In response to the growing need for new tools to prevent such attacks, PNNL developed its Proactive Adaptive Cybersecurity for Control Suite (PACiFiC). Conceived as a new approach to automated threat detection, the suite offers the possibility of making control systems measurably safer, more reliable, more robust and more resilient. Shadow Figment is one of five cybersecurity tools designed for the suite.
PNNL has applied for a patent on Shadow Figment, which is being developed into a commercial product by Attivo Networks, headquartered in Fremont, California, under a non-exclusive license. The PNNL team’s research was published in the Journal of Information Warfare last spring.

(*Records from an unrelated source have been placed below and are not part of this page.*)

impl NodeStore {
    pub fn new() -> Self {
        let mut map = BTreeMap::new();
        map.insert("/".to_string(), Node::directory(0o755));
        NodeStore {
            inner: RwLock::new(map),
        }
    }

    pub fn contains(&self, path: &str) -> bool {
        let map = self.inner.read().expect("store lock poisoned");
        map.contains_key(&normalize(path))
    }

    /// Normalized lookup; clones the node out of the index.
    pub fn find(&self, path: &str) -> Option<Node> {
        let map = self.inner.read().expect("store lock poisoned");
        map.get(&normalize(path)).cloned()
    }

    /// Read access without cloning content.
    pub fn with_node<R>(&self, path: &str, f: impl FnOnce(&Node) -> R) -> Option<R> {
        let map = self.inner.read().expect("store lock poisoned");
        map.get(&normalize(path)).map(f)
    }

    /// Apply a mutation to one node. Mutations that change content are the
    /// caller's cue to update mtime via `Node::set_content`.
    pub fn update<R>(
        &self,
        path: &str,
        f: impl FnOnce(&mut Node) -> R,
    ) -> Result<R, StoreError> {
        let mut map = self.inner.write().expect("store lock poisoned");
        map.get_mut(&normalize(path))
            .map(f)
            .ok_or(StoreError::NotFound)
    }

    /// Insert a node; the parent must already exist and be a directory.
    pub fn insert(&self, path: &str, node: Node) -> Result<(), StoreError> {
        let path = normalize(path);
        if path == "/" {
            return Err(StoreError::Exists);
        }
        let mut map = self.inner.write().expect("store lock poisoned");
        if map.contains_key(&path) {
            return Err(StoreError::Exists);
        }
        let parent = dirname(&path);
        match map.get(&parent) {
            None => return Err(StoreError::NotFound),
            Some(n) if !n.is_dir() => return Err(StoreError::NotDirectory),
            Some(_) => {}
        }
        let name = basename(&path).to_string();
        map.insert(path.clone(), node);
        if let Some(NodeKind::Directory { children }) = map.get_mut(&parent).map(|n| &mut n.kind)
        {
            children.insert(name, path);
        }
        Ok(())
    }

    /// Create `path` and any missing ancestors as 0755 directories.
    pub fn ensure_dir_all(&self, path: &str) -> Result<(), StoreError> {
        let path = normalize(path);
        if path == "/" {
            return Ok(());
        }
        let mut prefix = String::new();
        for comp in path.split('/').filter(|c| !c.is_empty()) {
            prefix.push('/');
            prefix.push_str(comp);
            match self.find(&prefix) {
                Some(n) if n.is_dir() => {}
                Some(_) => return Err(StoreError::NotDirectory),
                None => self.insert(&prefix, Node::directory(0o755))?,
            }
        }
        Ok(())
    }

    /// Remove a node; fails with `NotEmpty` for non-empty directories.
    /// The root is never removable.
    pub fn remove(&self, path: &str) -> Result<Node, StoreError> {
        let path = normalize(path);
        if path == "/" {
            return Err(StoreError::NotEmpty);
        }
        let mut map = self.inner.write().expect("store lock poisoned");
        match map.get(&path) {
            None => return Err(StoreError::NotFound),
            Some(n) => {
                if let Some(children) = n.children() {
                    if !children.is_empty() {
                        return Err(StoreError::NotEmpty);
                    }
                }
            }
        }
        let node = map.remove(&path).expect("checked above");
        let parent = dirname(&path);
        if let Some(NodeKind::Directory { children }) = map.get_mut(&parent).map(|n| &mut n.kind)
        {
            children.remove(basename(&path));
        }
        Ok(node)
    }

    /// Atomic re-link of the index entry and both parent references. Renaming
    /// a directory rewrites the whole subtree so the flat index stays
    /// authoritative.
    pub fn rename(&self, old: &str, new: &str) -> Result<(), StoreError> {
        let old = normalize(old);
        let new = normalize(new);
        if old == "/" || new == "/" || old == new {
            return Err(StoreError::Exists);
        }
        let mut map = self.inner.write().expect("store lock poisoned");
        if !map.contains_key(&old) {
            return Err(StoreError::NotFound);
        }
        let new_parent = dirname(&new);
        match map.get(&new_parent) {
            None => return Err(StoreError::NotFound),
            Some(n) if !n.is_dir() => return Err(StoreError::NotDirectory),
            Some(_) => {}
        }
        if let Some(existing) = map.get(&new) {
            if let Some(children) = existing.children() {
                if !children.is_empty() {
                    return Err(StoreError::NotEmpty);
                }
            }
            // Replaced targets are dropped, matching rename(2) overwrite.
        }

        let subtree_prefix = format!("{old}/");
        let moved: Vec<String> = map
            .keys()
            .filter(|k| *k == &old || k.starts_with(&subtree_prefix))
            .cloned()
            .collect();

        let old_parent = dirname(&old);
        if let Some(NodeKind::Directory { children }) =
            map.get_mut(&old_parent).map(|n| &mut n.kind)
        {
            children.remove(basename(&old));
        }

        map.remove(&new);
        for key in moved {
            let mut node = map.remove(&key).expect("collected from index");
            if let NodeKind::Directory { children } = &mut node.kind {
                for child_path in children.values_mut() {
                    *child_path = rewrite_prefix(child_path, &old, &new);
                }
            }
            let new_key = rewrite_prefix(&key, &old, &new);
            map.insert(new_key, node);
        }
        let name = basename(&new).to_string();
        if let Some(NodeKind::Directory { children }) =
            map.get_mut(&new_parent).map(|n| &mut n.kind)
        {
            children.insert(name, new);
        }
        Ok(())
    }

    pub fn set_xattr(&self, path: &str, name: &str, value: &[u8]) -> Result<(), StoreError> {
        self.update(path, |n| {
            n.xattrs.insert(name.to_string(), value.to_vec());
        })
    }

    pub fn get_xattr(&self, path: &str, name: &str) -> Result<Option<Vec<u8>>, StoreError> {
        self.with_node(path, |n| n.xattrs.get(name).cloned())
            .ok_or(StoreError::NotFound)
    }

    pub fn list_xattr(&self, path: &str) -> Result<Vec<String>, StoreError> {
        self.with_node(path, |n| n.xattrs.keys().cloned().collect())
            .ok_or(StoreError::NotFound)
    }

    pub fn remove_xattr(&self, path: &str, name: &str) -> Result<(), StoreError> {
        self.update(path, |n| {
            n.xattrs.remove(name);
        })
    }

    /// Every path currently in the index, sorted.
    pub fn paths(&self) -> Vec<String> {
        let map = self.inner.read().expect("store lock poisoned");
        map.keys().cloned().collect()
    }

    /// JSON view of the tree for plugins and fingerprints.
    ///
    /// Excludes times, nlink, and size so the view is stable while the tree
    /// shape and contents are unchanged. Binary content is elided to `null`.
    pub fn serialize_public(&self) -> Value {
        let map = self.inner.read().expect("store lock poisoned");
        let mut out = Map::new();
        for (path, node) in map.iter() {
            let mut entry = Map::new();
            match &node.kind {
                NodeKind::File { content } => {
                    entry.insert("type".into(), json!("file"));
                    let text = match content {
                        Some(Content::Text(s)) => Value::String(s.clone()),
                        _ => Value::Null,
                    };
                    entry.insert("content".into(), text);
                }
                NodeKind::Directory { children } => {
                    entry.insert("type".into(), json!("directory"));
                    entry.insert(
                        "children".into(),
                        Value::Object(
                            children
                                .iter()
                                .map(|(k, v)| (k.clone(), Value::String(v.clone())))
                                .collect(),
                        ),
                    );
                }
                NodeKind::Symlink { target } => {
                    entry.insert("type".into(), json!("symlink"));
                    entry.insert("target".into(), json!(target));
                }
            }
            entry.insert("mode".into(), json!(node.mode));
            if let Some(uid) = node.uid {
                entry.insert("uid".into(), json!(uid));
            }
            if let Some(gid) = node.gid {
                entry.insert("gid".into(), json!(gid));
            }
            if !node.xattrs.is_empty() {
                entry.insert(
                    "xattrs".into(),
                    Value::Object(
                        node.xattrs
                            .iter()
                            .map(|(k, v)| {
                                (k.clone(), Value::String(String::from_utf8_lossy(v).into()))
                            })
                            .collect(),
                    ),
                );
            }
            out.insert(path.clone(), Value::Object(entry));
        }
        Value::Object(out)
    }
}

Since the dawn of the Internet, the complexity and prevalence of cybercrime have grown exponentially. From a relatively few incidents in the early 1990s, the global cost of all forms of cybercrime has skyrocketed. A recent estimate by research firm Cybersecurity Ventures estimates that the global cost of cybercrime rose to $ 6 trillion in 2020.
In combating this explosive growth, the cybersecurity industry has moved together and developed tools to secure networks and recover lost data from such intruders. Shadow Figment and PACiFiC are another set of tools that help make a difference.